We don't have much for a stray dog population thankfully due to the cold and animal control. Do you have them in your town? Some don't, which is very unfortunate. There was an interesting study, perhaps more, in an article I wish I bookmarked about how killing coyotes and other predators creates a vacuum for more to fill the void. If I find it, I will edit this post...


----------



## aart (Oct 20, 2012)

altair said:


> There was an interesting study, perhaps more, in an article I wish I bookmarked about how killing coyotes and other predators creates a vacuum for more to fill the void


I have read this too, coyotes are one of the animals that repopulate quickly when numbers are reduced.


----------



## altair (Jul 23, 2011)

aart said:


> I have read this too, coyotes are one of the animals that repopulate quickly when numbers are reduced.


It makes sense in general. Less competition, more resources, why not be fruitful and multiply? Part of the article also mentioned that land is held by a dominant pair or individual, who have a territory and keep upstarts away. Eliminate that 'chief' and you have the wannabes coming in to vie for the newly vacated turf (this goes for a wide array of predators not just coyotes).

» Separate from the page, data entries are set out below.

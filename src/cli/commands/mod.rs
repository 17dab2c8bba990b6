//! CLI command implementations
//!
//! This module contains all CLI command implementations.

pub mod init;
pub mod patterns;
pub mod redact;
pub mod scan;
pub mod validate;

use crate::catalog::PatternCatalog;
use crate::config::{default_config, load_config, AegisConfig};
use anyhow::Context;
use std::path::Path;
use std::sync::Arc;

/// Load configuration, falling back to defaults when the file is absent
///
/// An explicitly-named file that does not exist is still an error; only the
/// default `aegis.toml` location is optional.
pub(crate) fn resolve_config(config_path: &str) -> anyhow::Result<AegisConfig> {
    if Path::new(config_path).exists() {
        Ok(load_config(config_path)?)
    } else if config_path == "aegis.toml" {
        Ok(default_config()?)
    } else {
        anyhow::bail!("configuration file not found: {config_path}")
    }
}

/// Build the pattern catalog named by the configuration
pub(crate) fn build_catalog(config: &AegisConfig) -> anyhow::Result<Arc<PatternCatalog>> {
    let catalog = match &config.patterns.path {
        Some(path) => PatternCatalog::from_file(path)
            .with_context(|| format!("failed to load pattern library {}", path.display()))?,
        None => PatternCatalog::default_rules()?,
    };
    Ok(Arc::new(catalog))
}

/// Read the input text from a file, or stdin when no path is given
pub(crate) fn read_input(input: Option<&Path>) -> anyhow::Result<String> {
    match input {
        Some(path) => std::fs::read_to_string(path)
            .with_context(|| format!("failed to read input file {}", path.display())),
        None => {
            std::io::read_to_string(std::io::stdin()).context("failed to read text from stdin")
        }
    }
}
//! Pattern catalog for PHI detection
//!
//! This module provides the immutable, ordered rule set applied by the
//! scanner. The catalog is constructed once at startup (embedded defaults or
//! a TOML file from configuration) and injected into the scanner - there is
//! no ambient/global pattern state. Rule order is stable load order and is
//! the tie-break when overlapping spans compete during redaction.
//!
//! # Examples
//!
//! ```
//! use aegis::catalog::{PatternCatalog, PhiType};
//!
//! let catalog = PatternCatalog::default_rules().unwrap();
//! assert!(!catalog.rules().is_empty());
//! assert!(catalog.rules_for(PhiType::Ssn).is_some());
//! ```

use anyhow::{Context, Result};
use regex::Regex;
use serde::{Deserialize, Serialize};
use std::fmt;
use std::path::Path;

/// PHI identifier category
///
/// Covers the HIPAA Safe Harbor identifier list (45 CFR §164.514(b)(2)) as
/// far as regex detection can reach, plus low-confidence generics (`Zip`,
/// `Date`) that only matter in aggregate.
#[derive(Debug, Clone, Copy, PartialEq, Eq, Hash, Serialize, Deserialize)]
#[serde(rename_all = "SCREAMING_SNAKE_CASE")]
pub enum PhiType {
    /// Names (with titles or in name-labelled context)
    Name,
    /// Street addresses
    Address,
    /// ZIP codes (geographic subdivision smaller than state)
    Zip,
    /// Dates of birth
    Dob,
    /// Other date elements (admission, discharge)
    Date,
    /// Telephone numbers
    Phone,
    /// Fax numbers
    Fax,
    /// Email addresses
    Email,
    /// Social Security Numbers
    Ssn,
    /// Medical Record Numbers
    Mrn,
    /// Health plan beneficiary / insurance member numbers
    HealthPlan,
    /// Account numbers
    Account,
    /// Certificate/license numbers
    License,
    /// Vehicle identifiers (VIN, plates)
    Vehicle,
    /// Device identifiers and serial numbers
    Device,
    /// Web URLs
    Url,
    /// IP addresses
    IpAddress,
    /// Biometric identifiers
    Biometric,
    /// Any other unique identifying number or code
    Other,
}

impl PhiType {
    /// Uppercase label used in audit records and redaction placeholders
    pub fn label(&self) -> &'static str {
        match self {
            Self::Name => "NAME",
            Self::Address => "ADDRESS",
            Self::Zip => "ZIP",
            Self::Dob => "DOB",
            Self::Date => "DATE",
            Self::Phone => "PHONE",
            Self::Fax => "FAX",
            Self::Email => "EMAIL",
            Self::Ssn => "SSN",
            Self::Mrn => "MRN",
            Self::HealthPlan => "HEALTH_PLAN",
            Self::Account => "ACCOUNT",
            Self::License => "LICENSE",
            Self::Vehicle => "VEHICLE",
            Self::Device => "DEVICE",
            Self::Url => "URL",
            Self::IpAddress => "IP_ADDRESS",
            Self::Biometric => "BIOMETRIC",
            Self::Other => "OTHER",
        }
    }

    /// HIPAA identifier category index (1..=18, 18 = other)
    pub fn regulatory_category(&self) -> u8 {
        match self {
            Self::Name => 1,
            Self::Address | Self::Zip => 2,
            Self::Dob | Self::Date => 3,
            Self::Phone => 4,
            Self::Fax => 5,
            Self::Email => 6,
            Self::Ssn => 7,
            Self::Mrn => 8,
            Self::HealthPlan => 9,
            Self::Account => 10,
            Self::License => 11,
            Self::Vehicle => 12,
            Self::Device => 13,
            Self::Url => 14,
            Self::IpAddress => 15,
            Self::Biometric => 16,
            Self::Other => 18,
        }
    }

    /// Whether a single finding of this type forces CRITICAL risk
    pub fn is_critical(&self) -> bool {
        matches!(self, Self::Ssn | Self::Mrn | Self::HealthPlan)
    }

    /// Parse an uppercase label back to a type
    pub fn parse_label(s: &str) -> Result<Self> {
        match s.to_uppercase().as_str() {
            "NAME" => Ok(Self::Name),
            "ADDRESS" | "LOCATION" => Ok(Self::Address),
            "ZIP" | "ZIPCODE" => Ok(Self::Zip),
            "DOB" => Ok(Self::Dob),
            "DATE" => Ok(Self::Date),
            "PHONE" => Ok(Self::Phone),
            "FAX" => Ok(Self::Fax),
            "EMAIL" => Ok(Self::Email),
            "SSN" => Ok(Self::Ssn),
            "MRN" | "MEDICAL_RECORD_NUMBER" => Ok(Self::Mrn),
            "HEALTH_PLAN" | "INSURANCE" => Ok(Self::HealthPlan),
            "ACCOUNT" | "ACCOUNT_NUMBER" => Ok(Self::Account),
            "LICENSE" => Ok(Self::License),
            "VEHICLE" => Ok(Self::Vehicle),
            "DEVICE" => Ok(Self::Device),
            "URL" => Ok(Self::Url),
            "IP_ADDRESS" | "IP" => Ok(Self::IpAddress),
            "BIOMETRIC" => Ok(Self::Biometric),
            "OTHER" | "IDENTIFIER" => Ok(Self::Other),
            _ => anyhow::bail!("Unknown PHI type: {s}"),
        }
    }
}

impl fmt::Display for PhiType {
    fn fmt(&self, f: &mut fmt::Formatter<'_>) -> fmt::Result {
        write!(f, "{}", self.label())
    }
}

/// Rule definition as written in TOML
#[derive(Debug, Clone, Deserialize)]
pub struct RuleDefinition {
    /// Rule name (diagnostics only)
    pub name: String,
    /// PHI type label
    #[serde(rename = "type")]
    pub phi_type: String,
    /// Regex patterns for this rule
    pub patterns: Vec<String>,
    /// Base confidence score (0.0 - 1.0)
    pub confidence: f32,
    /// Keywords that raise confidence when found near a match
    #[serde(default)]
    pub context_keywords: Vec<String>,
}

/// Rule library container (array-of-tables keeps file order)
#[derive(Debug, Deserialize)]
struct RuleLibrary {
    rules: Vec<RuleDefinition>,
}

/// One compiled identifier-category rule
#[derive(Debug, Clone)]
pub struct PatternRule {
    /// Rule name (diagnostics only)
    pub name: String,
    /// PHI type this rule detects
    pub phi_type: PhiType,
    /// Compiled regex
    pub regex: Regex,
    /// Base confidence score
    pub base_confidence: f32,
    /// HIPAA identifier category index (1..=18)
    pub regulatory_category: u8,
    /// Lowercased context keywords
    pub context_keywords: Vec<String>,
}

/// Immutable, ordered PHI pattern catalog
pub struct PatternCatalog {
    rules: Vec<PatternRule>,
}

impl PatternCatalog {
    /// Load the catalog from a TOML file
    pub fn from_file<P: AsRef<Path>>(path: P) -> Result<Self> {
        let content = std::fs::read_to_string(path.as_ref()).with_context(|| {
            format!(
                "Failed to read pattern library: {}",
                path.as_ref().display()
            )
        })?;

        Self::from_toml(&content)
    }

    /// Load the catalog from TOML content
    pub fn from_toml(content: &str) -> Result<Self> {
        let library: RuleLibrary =
            toml::from_str(content).context("Failed to parse pattern library TOML")?;

        let mut rules = Vec::with_capacity(library.rules.len());
        for def in library.rules {
            let phi_type = PhiType::parse_label(&def.phi_type)
                .with_context(|| format!("Invalid type in rule '{}'", def.name))?;

            if !(0.0..=1.0).contains(&def.confidence) {
                anyhow::bail!(
                    "Confidence out of range in rule '{}': {}",
                    def.name,
                    def.confidence
                );
            }

            for pattern_str in &def.patterns {
                let regex = Regex::new(pattern_str)
                    .with_context(|| format!("Invalid regex in rule '{}': {pattern_str}", def.name))?;

                rules.push(PatternRule {
                    name: def.name.clone(),
                    phi_type,
                    regex,
                    base_confidence: def.confidence,
                    regulatory_category: phi_type.regulatory_category(),
                    context_keywords: def
                        .context_keywords
                        .iter()
                        .map(|k| k.to_lowercase())
                        .collect(),
                });
            }
        }

        Ok(Self { rules })
    }

    /// Build the catalog from the embedded default library
    pub fn default_rules() -> Result<Self> {
        let default_toml = include_str!("../../patterns/phi_patterns.toml");
        Self::from_toml(default_toml)
    }

    /// All rules in stable load order
    pub fn rules(&self) -> &[PatternRule] {
        &self.rules
    }

    /// Rules detecting a specific PHI type, in load order
    pub fn rules_for(&self, phi_type: PhiType) -> Option<Vec<&PatternRule>> {
        let matching: Vec<&PatternRule> = self
            .rules
            .iter()
            .filter(|r| r.phi_type == phi_type)
            .collect();
        if matching.is_empty() {
            None
        } else {
            Some(matching)
        }
    }

    /// Number of compiled rules
    pub fn len(&self) -> usize {
        self.rules.len()
    }

    /// Whether the catalog holds no rules
    pub fn is_empty(&self) -> bool {
        self.rules.is_empty()
    }
}

/// Bootstrap/test-time catalog builder
///
/// Registration happens only here, before the catalog is handed to a
/// scanner; there is no per-scan mutation path.
#[derive(Default)]
pub struct CatalogBuilder {
    rules: Vec<PatternRule>,
}

impl CatalogBuilder {
    /// Create an empty builder
    pub fn new() -> Self {
        Self::default()
    }

    /// Start from the embedded default library
    pub fn with_defaults() -> Result<Self> {
        let catalog = PatternCatalog::default_rules()?;
        Ok(Self {
            rules: catalog.rules,
        })
    }

    /// Append one rule
    pub fn rule(
        mut self,
        name: impl Into<String>,
        phi_type: PhiType,
        pattern: &str,
        base_confidence: f32,
    ) -> Result<Self> {
        let regex = Regex::new(pattern).context("Invalid rule regex")?;
        self.rules.push(PatternRule {
            name: name.into(),
            phi_type,
            regex,
            base_confidence: base_confidence.clamp(0.0, 1.0),
            regulatory_category: phi_type.regulatory_category(),
            context_keywords: Vec::new(),
        });
        Ok(self)
    }

    /// Append one rule with context keywords
    pub fn rule_with_keywords(
        mut self,
        name: impl Into<String>,
        phi_type: PhiType,
        pattern: &str,
        base_confidence: f32,
        keywords: &[&str],
    ) -> Result<Self> {
        let regex = Regex::new(pattern).context("Invalid rule regex")?;
        self.rules.push(PatternRule {
            name: name.into(),
            phi_type,
            regex,
            base_confidence: base_confidence.clamp(0.0, 1.0),
            regulatory_category: phi_type.regulatory_category(),
            context_keywords: keywords.iter().map(|k| k.to_lowercase()).collect(),
        });
        Ok(self)
    }

    /// Finish construction
    pub fn build(self) -> PatternCatalog {
        PatternCatalog { rules: self.rules }
    }
}
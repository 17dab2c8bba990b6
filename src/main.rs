// Aegis - PHI Detection and Governance Gate Engine
// Licensed under the MIT License

use aegis::cli::{Cli, Commands};
use aegis::config::LoggingConfig;
use aegis::logging::init_logging;
use clap::Parser;
use std::process;

#[tokio::main]
async fn main() {
    // Load environment variables from .env file if present
    let _ = dotenvy::dotenv();

    let cli = Cli::parse();

    // Console-only logging for the CLI; file logging is a service concern
    let log_level = cli.log_level.as_deref().unwrap_or("info");
    let logging_config = LoggingConfig {
        local_enabled: false,
        local_path: String::new(),
        json_format: false,
    };
    if let Err(e) = init_logging(log_level, &logging_config) {
        eprintln!("Failed to initialize logging: {e}");
        process::exit(5);
    }

    tracing::debug!(version = env!("CARGO_PKG_VERSION"), "aegis starting");

    let exit_code = match execute_command(&cli).await {
        Ok(code) => code,
        Err(e) => {
            tracing::error!(error = %e, "Command execution failed");
            eprintln!("Error: {e}");
            5
        }
    };

    process::exit(exit_code);
}

/// Execute the CLI command
async fn execute_command(cli: &Cli) -> anyhow::Result<i32> {
    match &cli.command {
        Commands::Scan(args) => args.execute(&cli.config).await,
        Commands::Redact(args) => args.execute(&cli.config).await,
        Commands::Patterns(args) => args.execute(&cli.config).await,
        Commands::ValidateConfig(args) => args.execute(&cli.config).await,
        Commands::Init(args) => args.execute().await,
    }
}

For some reason I get the image of the mafia in my head, where the police want to eradicate the mob but never can, there's always another leader popping up. So grudgingly accepting their hierarchy and having a reluctant truce helps keep the flow of upstarts from doing even more carnage. Again, simplified, but relatable in some light. A reliable team of LGDs is worth their weight in gold.


----------



## Makuck (Nov 16, 2020)

altair said:


> It makes sense in general. Less competition, more resources, why not be fruitful and multiply? Part of the article also mentioned that land is held by a dominant pair or individual, who have a territory and keep upstarts away. Eliminate that 'chief' and you have the wannabes coming in to vie for the newly vacated turf (this goes for a wide array of predators not just coyotes).
> 
> For some reason I get the image of the mafia in my head, where the police want to eradicate the mob but never can, there's always another leader popping up. So grudgingly accepting their hierarchy and having a reluctant truce helps keep the flow of upstarts from doing even more carnage. Again, simplified, but relatable in some light. A reliable team of LGDs is worth their weight in gold.


My 3 akbash pyraneese mixes eat coyotes as snacks. Maybe you just need a couple more.


----------



## altair (Jul 23, 2011)

Makuck said:


> My 3 akbash pyraneese mixes eat coyotes as snacks. Maybe you just need a couple more.


I don't have a coyote issue here, not much for livestock and they aren't super brazen in my parts. But I've been following LGD breeders and groups for years, maybe someday one will be in my future.


----------